Medical marijuana cards go digital starting in December

Arizona Department of Health Services will roll out technological advancements for card holders

In a world of ever-evolving technological advancements, ASU students with medical marijuana cards can go digital before they go green. 

On Dec. 1, Arizona residents with medical marijuana cards will have electronic access to their card. In an effort from the Arizona Department of Health Services to increase patient access to medication, the digital cards will eventually phase out the physical copies. 

After Dec. 1, all medical marijuana cards that are reported stolen will be canceled and replaced with an emailed PDF version.

The switch is a response to a law that passed in June that requires ADHS to provide digital cards. The current physical cards will be gradually phased out.

Colby Bower, an assistant director at ADHS, said the electronic PDF will change Arizona’s medical marijuana climate in multiple ways. 

“What we really want this to do for patients is increase security and decrease the delay for patients to get their medication,” Bower said. 

Bower said the switch to digital could mean less spending and potential for human error for the department. Because all cards are mailed to recipients, human error can occur anywhere from writing the address to delivering the package.

He said ADHS spends more than $1 million per year on ink and printing supplies. 

Bower asked all medical marijuana card owners to ensure their on file email address is correct as they make the switch.

Going digital, Bower said, could greatly eliminate a lot of potential errors and make the process more secure. However, Bower said there is still work to do when modernizing medical marijuana in Arizona. 

“This is phase one and though it may not be the most elegant solution, we’ll be rolling out more advancements early spring,” Bower said. 

He said those advancements include making a patient portal where medical marijuana users could have a one-stop resource to access their information. 

Joe Aguilera III, a sophomore studying graphic information technology who has a medical marijuana card, said there are online resources that act as a patient portal, but he would appreciate a more official version from ADHS. He also said having more formal resources could reduce the stigma behind having a medical marijuana card. 

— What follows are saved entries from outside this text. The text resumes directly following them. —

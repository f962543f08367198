//! Resilient fetch orchestration
//!
//! Checks the cache, then calls providers in their configured order, each
//! raced against a timer. The first success is written back to the cache.
//! When every provider fails the last cached value is returned even if it
//! has expired, and only when there is none is the result `Unavailable`.
//! Failures never surface as errors from here.

use std::future::Future;
use std::sync::Arc;
use std::time::Duration;

use futures::future::{BoxFuture, FutureExt};
use serde::{de::DeserializeOwned, Deserialize, Serialize};
use tracing::{debug, info, warn};

use crate::cache::{CachedData, TtlCache};
use crate::provider::ProviderError;

/// How current a returned value is
#[derive(Debug, Clone, Copy, PartialEq, Eq, Serialize, Deserialize)]
#[serde(rename_all = "snake_case")]
pub enum Freshness {
    /// Fetched from a provider just now
    Live,
    /// Served from cache, younger than half its TTL
    Cached,
    /// Served from cache, past half its TTL
    Aging,
    /// Expired cache entry returned because every provider failed
    Stale,
    /// Nothing available
    Unavailable,
}

/// A value together with where it came from and how old it is
#[derive(Debug, Clone, PartialEq, Serialize, Deserialize)]
#[serde(rename_all = "camelCase")]
pub struct Fetched<T> {
    pub value: Option<T>,
    pub freshness: Freshness,
    /// Provider name, or `cache`
    pub source: Option<String>,
    pub age_seconds: Option<u64>,
}

impl<T> Fetched<T> {
    pub fn live(value: T, source: impl Into<String>) -> Self {
        Self {
            value: Some(value),
            freshness: Freshness::Live,
            source: Some(source.into()),
            age_seconds: Some(0),
        }
    }

    /// Wraps a cache read, classifying it by age
    pub fn from_cache(hit: CachedData<T>) -> Self {
        let freshness = if hit.is_expired {
            Freshness::Stale
        } else if hit.is_fresh {
            Freshness::Cached
        } else {
            Freshness::Aging
        };
        Self {
            value: Some(hit.value),
            freshness,
            source: Some("cache".to_string()),
            age_seconds: Some(hit.age_seconds),
        }
    }

    pub fn unavailable() -> Self {
        Self {
            value: None,
            freshness: Freshness::Unavailable,
            source: None,
            age_seconds: None,
        }
    }

    /// Transforms the value, keeping the metadata
    pub fn map<U>(self, f: impl FnOnce(T) -> U) -> Fetched<U> {
        Fetched {
            value: self.value.map(f),
            freshness: self.freshness,
            source: self.source,
            age_seconds: self.age_seconds,
        }
    }
}

/// One provider attempt, not yet started
pub struct ProviderCall<'a, T> {
    pub provider: String,
    pub call: BoxFuture<'a, Result<T, ProviderError>>,
}

impl<'a, T> ProviderCall<'a, T> {
    pub fn new(
        provider: impl Into<String>,
        call: impl Future<Output = Result<T, ProviderError>> + Send + 'a,
    ) -> Self {
        Self {
            provider: provider.into(),
            call: call.boxed(),
        }
    }
}

/// Builds a deterministic cache key from request parameters
///
/// Pairs are sorted by key. Values that parse as numbers are rounded to five
/// decimals (about a meter), everything else is trimmed and lowercased.
pub fn request_signature(params: &[(&str, String)]) -> String {
    let mut pairs: Vec<(String, String)> = params
        .iter()
        .map(|(k, v)| {
            let v = v.trim();
            let v = match v.parse::<f64>() {
                Ok(n) if n.is_finite() => format!("{:.5}", n),
                _ => v.to_lowercase(),
            };
            (k.to_string(), v)
        })
        .collect();
    pairs.sort();

    pairs
        .iter()
        .map(|(k, v)| format!("{}={}", k, v))
        .collect::<Vec<_>>()
        .join("&")
}

/// Runs provider calls with timeouts, fallback and cache write-back
#[derive(Debug, Clone)]
pub struct Orchestrator {
    cache: Arc<TtlCache>,
    timeout: Duration,
}

impl Orchestrator {
    pub fn new(cache: Arc<TtlCache>, timeout: Duration) -> Self {
        Self { cache, timeout }
    }

    pub fn cache(&self) -> &Arc<TtlCache> {
        &self.cache
    }

    pub fn timeout(&self) -> Duration {
        self.timeout
    }

    /// Runs one call against the per-call timer
    ///
    /// On timeout the call's future is dropped, so a late response is
    /// discarded.
    pub async fn race<T>(&self, call: ProviderCall<'_, T>) -> Result<T, ProviderError> {
        match tokio::time::timeout(self.timeout, call.call).await {
            Ok(result) => result,
            Err(_) => Err(ProviderError::Timeout {
                provider: call.provider,
                timeout_ms: self.timeout.as_millis() as u64,
            }),
        }
    }

    /// Tries each call in order until one succeeds, without touching the cache
    pub async fn first_success<T>(&self, calls: Vec<ProviderCall<'_, T>>) -> Result<(String, T), ProviderError> {
        let mut last_error = None;

        for call in calls {
            let provider = call.provider.clone();
            match self.race(call).await {
                Ok(value) => return Ok((provider, value)),
                Err(e) => {
                    info!(provider = %provider, error = %e, "Provider failed, trying next");
                    last_error = Some(e);
                }
            }
        }

        Err(last_error.unwrap_or_else(|| ProviderError::no_results("none")))
    }

    /// Cache-first fetch with ordered provider fallback
    ///
    /// A valid cache entry is returned without network access. Otherwise the
    /// calls run strictly in order and the first success is cached under
    /// `namespace`/`signature` with `ttl`. If all fail, an expired entry is
    /// returned as `Stale`, else the result is `Unavailable`.
    pub async fn fetch_with_fallback<T>(
        &self,
        namespace: &str,
        signature: &str,
        ttl: Duration,
        calls: Vec<ProviderCall<'_, T>>,
    ) -> Fetched<T>
    where
        T: Serialize + DeserializeOwned,
    {
        // peek keeps an expired entry around as the stale fallback
        let cached = self.cache.peek::<T>(namespace, signature);
        let stale = match cached {
            Some(hit) if !hit.is_expired => {
                debug!(namespace, signature, age = hit.age_seconds, "Serving from cache");
                return Fetched::from_cache(hit);
            }
            other => other,
        };

        match self.first_success(calls).await {
            Ok((provider, value)) => {
                if let Err(e) = self.cache.set_with_ttl(namespace, signature, &value, ttl) {
                    warn!(namespace, error = %e, "Failed to cache provider result");
                }
                Fetched::live(value, provider)
            }
            Err(e) => match stale {
                Some(old) => {
                    warn!(namespace, error = %e, age = old.age_seconds, "All providers failed, serving stale data");
                    Fetched::from_cache(old)
                }
                None => {
                    warn!(namespace, error = %e, "All providers failed and nothing is cached");
                    Fetched::unavailable()
                }
            },
        }
    }
}
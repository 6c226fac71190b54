//! File metadata snapshot consumed by conditions, patterns and the resolver.

use std::path::{Path, PathBuf};
use std::time::SystemTime;

use chrono::{DateTime, Local};
use serde::{Deserialize, Serialize};

use crate::category::CategoryLookup;
use crate::error::Result;
use crate::fs::FileSystem;

/// Metadata of one candidate file, captured at scan time.
#[derive(Debug, Clone, PartialEq, Serialize, Deserialize)]
pub struct FileInfo {
    pub path: PathBuf,
    /// File stem (name without the last extension).
    pub name: String,
    /// Extension without the dot. Empty when the file has none.
    pub extension: String,
    pub full_name: String,
    pub kind: String,
    pub category: Option<String>,
    pub size: u64,
    pub created: Option<DateTime<Local>>,
    pub modified: Option<DateTime<Local>>,
    pub accessed: Option<DateTime<Local>>,
    pub hidden: bool,
}

impl FileInfo {
    /// Build a metadata record for `path` without touching the filesystem.
    ///
    /// Sizes and dates are left empty; use the `with_*` builders or
    /// [`FileInfo::scan`] to fill them.
    pub fn new(path: impl Into<PathBuf>) -> Self {
        let path = path.into();
        let full_name = path
            .file_name()
            .map(|n| n.to_string_lossy().to_string())
            .unwrap_or_default();
        let (name, extension) = split_name(&full_name);
        let kind = kind_for_extension(&extension).to_string();
        let hidden = full_name.starts_with('.');

        Self {
            path,
            name,
            extension,
            full_name,
            kind,
            category: None,
            size: 0,
            created: None,
            modified: None,
            accessed: None,
            hidden,
        }
    }

    /// Read size and timestamps through the filesystem collaborator and
    /// resolve the category from `categories`.
    pub fn scan(fs: &dyn FileSystem, path: &Path, categories: &dyn CategoryLookup) -> Result<Self> {
        let meta = fs.metadata(path)?;
        let info = Self::new(path)
            .with_size(meta.len())
            .with_times(
                meta.created().ok().map(to_local),
                meta.modified().ok().map(to_local),
                meta.accessed().ok().map(to_local),
            )
            .with_category_from(categories);
        Ok(info)
    }

    pub fn with_size(mut self, size: u64) -> Self {
        self.size = size;
        self
    }

    pub fn with_modified(mut self, modified: DateTime<Local>) -> Self {
        self.modified = Some(modified);
        self
    }

    pub fn with_created(mut self, created: DateTime<Local>) -> Self {
        self.created = Some(created);
        self
    }

    pub fn with_times(
        mut self,
        created: Option<DateTime<Local>>,
        modified: Option<DateTime<Local>>,
        accessed: Option<DateTime<Local>>,
    ) -> Self {
        self.created = created;
        self.modified = modified;
        self.accessed = accessed;
        self
    }

    pub fn with_category(mut self, category: impl Into<String>) -> Self {
        self.category = Some(category.into());
        self
    }

    /// Assign the category the lookup associates with this file's extension.
    pub fn with_category_from(mut self, categories: &dyn CategoryLookup) -> Self {
        self.category = categories
            .category_for_extension(&self.extension)
            .map(|c| c.id.clone());
        self
    }

    /// Directory that currently holds the file.
    pub fn directory(&self) -> &Path {
        self.path.parent().unwrap_or_else(|| Path::new(""))
    }
}

fn to_local(time: SystemTime) -> DateTime<Local> {
    DateTime::<Local>::from(time)
}

/// Split `report.final.pdf` into (`report.final`, `pdf`).
///
/// Dotfiles without a further dot (`.bashrc`) have no extension.
pub fn split_name(full_name: &str) -> (String, String) {
    match full_name.rfind('.') {
        Some(idx) if idx > 0 && idx + 1 < full_name.len() => (
            full_name[..idx].to_string(),
            full_name[idx + 1..].to_string(),
        ),
        _ => (full_name.to_string(), String::new()),
    }
}

/// Human readable kind for an extension, independent of user categories.
pub fn kind_for_extension(ext: &str) -> &'static str {
    match ext.to_ascii_lowercase().as_str() {
        "" => "File",
        "pdf" => "PDF Document",
        "doc" | "docx" | "odt" | "rtf" | "pages" => "Document",
        "txt" | "md" | "log" => "Text",
        "xls" | "xlsx" | "ods" | "csv" | "numbers" => "Spreadsheet",
        "ppt" | "pptx" | "odp" | "key" => "Presentation",
        "jpg" | "jpeg" | "png" | "gif" | "bmp" | "tif" | "tiff" | "webp" | "heic" | "svg"
        | "raw" | "psd" => "Image",
        "mp4" | "mov" | "avi" | "mkv" | "wmv" | "webm" | "m4v" | "mpg" | "mpeg" => "Video",
        "mp3" | "wav" | "flac" | "aac" | "ogg" | "m4a" | "aiff" | "opus" => "Audio",
        "zip" | "rar" | "7z" | "tar" | "gz" | "bz2" | "xz" | "tgz" => "Archive",
        "iso" | "dmg" | "img" => "Disk Image",
        "exe" | "msi" | "pkg" | "deb" | "rpm" | "app" | "apk" | "appimage" => "Application",
        "rs" | "py" | "js" | "ts" | "go" | "java" | "c" | "cpp" | "h" | "rb" | "swift" | "sh" => {
            "Source Code"
        }
        _ => "File",
    }
}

“To some people, it’s a really big deal and they don’t want to talk about it,” he said. “When you’re legally allowed to do something other people can’t, having an official portal and digital access to a card makes it feel more secure.”

Although technological advancements will greatly impact card-holders, it could also change the ways dispensaries interact with customers. 

Eva Sigersted, a patient educator at TruMed Dispensary, said an electronic card could make it easier to find patient information. 

“After years of working with patients, it’s always tough to see someone who has lost their card and you legally can’t do anything to get them their medication,” Sigersted said.

TruMed Dispensary is one of the closest dispensaries to the Tempe campus

Once a card has been lost or reported stolen and deactivated it cannot be used, even if it is found at a later date. She said she hopes the digital cards eliminate those situations, especially because patients have to pay a fee to get a replacement card. 

“I hope the digital switch will make things easier for the dispensaries and the patients,” Sigersted said.